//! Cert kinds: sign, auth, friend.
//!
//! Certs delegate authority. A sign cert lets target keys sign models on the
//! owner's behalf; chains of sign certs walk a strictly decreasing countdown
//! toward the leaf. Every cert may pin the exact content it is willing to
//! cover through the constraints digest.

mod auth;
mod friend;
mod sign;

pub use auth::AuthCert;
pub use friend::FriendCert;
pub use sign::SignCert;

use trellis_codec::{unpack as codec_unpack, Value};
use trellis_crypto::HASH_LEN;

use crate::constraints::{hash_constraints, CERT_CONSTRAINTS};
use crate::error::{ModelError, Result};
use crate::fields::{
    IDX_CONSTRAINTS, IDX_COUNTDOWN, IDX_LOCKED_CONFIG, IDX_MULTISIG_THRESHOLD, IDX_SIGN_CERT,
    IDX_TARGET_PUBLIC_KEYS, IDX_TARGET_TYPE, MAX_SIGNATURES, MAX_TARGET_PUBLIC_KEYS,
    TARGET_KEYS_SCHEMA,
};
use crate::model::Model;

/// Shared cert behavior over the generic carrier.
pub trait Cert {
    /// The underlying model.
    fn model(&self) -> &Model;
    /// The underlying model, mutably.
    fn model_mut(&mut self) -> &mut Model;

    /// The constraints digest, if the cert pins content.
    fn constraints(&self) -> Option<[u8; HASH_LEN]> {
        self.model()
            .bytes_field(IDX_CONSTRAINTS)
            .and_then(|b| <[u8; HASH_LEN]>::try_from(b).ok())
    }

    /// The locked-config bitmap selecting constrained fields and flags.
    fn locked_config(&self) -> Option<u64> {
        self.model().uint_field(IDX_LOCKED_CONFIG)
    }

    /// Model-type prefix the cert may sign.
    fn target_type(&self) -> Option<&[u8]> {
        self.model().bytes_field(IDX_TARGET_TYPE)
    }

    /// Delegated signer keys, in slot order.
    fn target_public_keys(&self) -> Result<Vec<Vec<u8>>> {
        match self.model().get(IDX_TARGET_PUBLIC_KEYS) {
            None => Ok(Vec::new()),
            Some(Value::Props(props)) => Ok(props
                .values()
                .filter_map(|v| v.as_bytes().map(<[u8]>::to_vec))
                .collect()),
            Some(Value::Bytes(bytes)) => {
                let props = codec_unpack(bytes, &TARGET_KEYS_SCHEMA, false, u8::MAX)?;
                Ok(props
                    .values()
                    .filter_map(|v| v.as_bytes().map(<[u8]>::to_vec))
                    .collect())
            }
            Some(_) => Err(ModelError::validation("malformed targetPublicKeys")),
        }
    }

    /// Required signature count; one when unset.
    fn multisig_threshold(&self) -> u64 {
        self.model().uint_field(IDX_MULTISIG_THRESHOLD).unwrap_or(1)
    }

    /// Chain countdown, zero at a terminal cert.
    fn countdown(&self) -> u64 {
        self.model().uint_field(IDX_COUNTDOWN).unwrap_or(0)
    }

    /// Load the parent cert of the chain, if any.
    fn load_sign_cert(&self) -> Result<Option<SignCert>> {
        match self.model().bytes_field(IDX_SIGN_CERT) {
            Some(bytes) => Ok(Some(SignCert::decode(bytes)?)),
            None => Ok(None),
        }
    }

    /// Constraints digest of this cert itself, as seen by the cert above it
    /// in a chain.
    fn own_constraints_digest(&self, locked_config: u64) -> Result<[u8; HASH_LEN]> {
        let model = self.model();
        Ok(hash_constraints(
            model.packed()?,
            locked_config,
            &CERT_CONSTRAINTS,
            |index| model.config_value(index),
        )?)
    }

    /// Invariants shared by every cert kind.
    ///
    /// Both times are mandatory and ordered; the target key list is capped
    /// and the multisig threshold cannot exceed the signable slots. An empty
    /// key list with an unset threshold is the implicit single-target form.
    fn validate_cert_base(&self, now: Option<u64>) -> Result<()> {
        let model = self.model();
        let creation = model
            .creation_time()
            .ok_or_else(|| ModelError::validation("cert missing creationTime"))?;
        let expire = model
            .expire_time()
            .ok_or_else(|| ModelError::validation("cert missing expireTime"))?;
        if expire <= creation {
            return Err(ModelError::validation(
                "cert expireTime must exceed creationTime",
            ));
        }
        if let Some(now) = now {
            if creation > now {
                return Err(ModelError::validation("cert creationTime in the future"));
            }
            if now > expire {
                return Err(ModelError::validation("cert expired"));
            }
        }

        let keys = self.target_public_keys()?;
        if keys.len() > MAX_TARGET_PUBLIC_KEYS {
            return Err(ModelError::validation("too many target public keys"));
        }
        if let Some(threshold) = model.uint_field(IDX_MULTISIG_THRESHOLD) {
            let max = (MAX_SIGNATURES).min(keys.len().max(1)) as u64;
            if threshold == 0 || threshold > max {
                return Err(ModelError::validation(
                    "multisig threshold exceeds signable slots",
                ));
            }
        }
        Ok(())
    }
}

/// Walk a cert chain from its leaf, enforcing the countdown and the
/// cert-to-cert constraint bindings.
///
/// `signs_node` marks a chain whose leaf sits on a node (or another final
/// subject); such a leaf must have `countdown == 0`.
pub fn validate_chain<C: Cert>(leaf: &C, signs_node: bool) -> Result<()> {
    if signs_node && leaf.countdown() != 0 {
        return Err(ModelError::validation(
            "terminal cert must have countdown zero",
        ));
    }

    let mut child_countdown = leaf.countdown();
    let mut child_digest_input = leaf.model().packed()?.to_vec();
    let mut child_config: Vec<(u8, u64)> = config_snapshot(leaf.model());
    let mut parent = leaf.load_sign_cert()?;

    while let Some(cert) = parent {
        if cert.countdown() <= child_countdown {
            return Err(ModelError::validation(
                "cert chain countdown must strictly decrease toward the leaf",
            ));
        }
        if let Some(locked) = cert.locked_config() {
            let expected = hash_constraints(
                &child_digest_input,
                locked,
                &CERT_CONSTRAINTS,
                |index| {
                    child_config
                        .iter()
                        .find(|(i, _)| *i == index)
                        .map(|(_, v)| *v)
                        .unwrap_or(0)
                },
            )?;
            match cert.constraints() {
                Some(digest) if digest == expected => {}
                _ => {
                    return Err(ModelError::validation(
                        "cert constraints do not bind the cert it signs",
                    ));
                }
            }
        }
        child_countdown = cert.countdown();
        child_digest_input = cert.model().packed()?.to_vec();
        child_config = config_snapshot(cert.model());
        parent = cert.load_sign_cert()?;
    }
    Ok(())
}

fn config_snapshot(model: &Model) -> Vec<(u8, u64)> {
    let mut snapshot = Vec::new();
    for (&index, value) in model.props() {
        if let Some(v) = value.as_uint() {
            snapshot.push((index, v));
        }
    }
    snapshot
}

============

• [What you need to do]:
Show every line of the listing that includes the word "fields".

• [Task answer]:
use crate::fields::{
    /// The locked-config bitmap selecting constrained fields and flags.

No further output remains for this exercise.